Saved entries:
----------------------------------------
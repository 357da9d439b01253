//! Surface extraction for water.
//!
//! Water runs the same layer sweep as solid terrain with a different face predicate:
//! a face is drawn where the voxel holds water and the voxel across the face is neither
//! solid nor wet. Faces between two water voxels are always hidden, whatever their
//! levels.
//!
//! Top faces carry the water level as their mask value, so only equal levels merge and
//! each merged surface sits at one height. Every other face merges freely.

use log::trace;

use crate::engine_state::rendering::meshing::MAX_QUADS_PER_CHUNK;
use crate::engine_state::voxels::block::block_side::BlockSide;
use crate::engine_state::voxels::chunk::neighborhood::ChunkNeighborhood;
use crate::engine_state::voxels::chunk::{Chunk, CHUNK_DIMENSION};
use crate::engine_state::voxels::voxel::MAX_WATER_LEVEL;

use super::face::Quad;
use super::greedy::greedy_rectangles;

/// Extracts the merged visible water faces of a chunk.
pub fn water_quads(neighborhood: &ChunkNeighborhood) -> Vec<Quad> {
    let dimension = CHUNK_DIMENSION as usize;
    let center = neighborhood.center();
    let mut mask = vec![0u16; dimension * dimension];
    let mut quads = Vec::new();

    if !center.iter().any(|voxel| voxel.has_water()) {
        return quads;
    }

    for side in BlockSide::meshing_order() {
        let axis = side.axis();
        let direction = side.direction();

        for layer in 0..CHUNK_DIMENSION {
            let mut exposed = false;
            for v in 0..CHUNK_DIMENSION {
                for u in 0..CHUNK_DIMENSION {
                    let (x, y, z) = axis.compose(layer, u, v);
                    let level = center[Chunk::index(x, y, z)].water_level();
                    let (ex, ey, ez) = axis.compose(layer + direction, u, v);
                    let exterior = neighborhood.voxel_at(ex, ey, ez);

                    let cell = &mut mask[(u + v * CHUNK_DIMENSION) as usize];
                    *cell = 0;
                    if level > 0 && !exterior.is_solid() && !exterior.has_water() {
                        *cell = if side == BlockSide::TOP {
                            level as u16
                        } else {
                            MAX_WATER_LEVEL as u16
                        };
                        exposed = true;
                    }
                }
            }

            if !exposed {
                continue;
            }

            greedy_rectangles(&mut mask, dimension, |u, v, width, height, value| {
                quads.push(Quad {
                    side,
                    layer,
                    u: u as i32,
                    v: v as i32,
                    width: width as i32,
                    height: height as i32,
                    value,
                });
            });
        }
    }

    assert!(quads.len() <= MAX_QUADS_PER_CHUNK);
    trace!("Extracted {} water quads", quads.len());
    quads
}

/// Height of a water surface above the bottom of its voxel, in voxels.
///
/// Full voxels stop short of the ceiling so stacked water never z-fights with the
/// terrain face above it.
pub fn surface_height(level: u8) -> f32 {
    if level >= MAX_WATER_LEVEL {
        0.9
    } else {
        level as f32 / MAX_WATER_LEVEL as f32
    }
}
----------------------------------------
The answer must be a single number: how many lines above contain "width".

2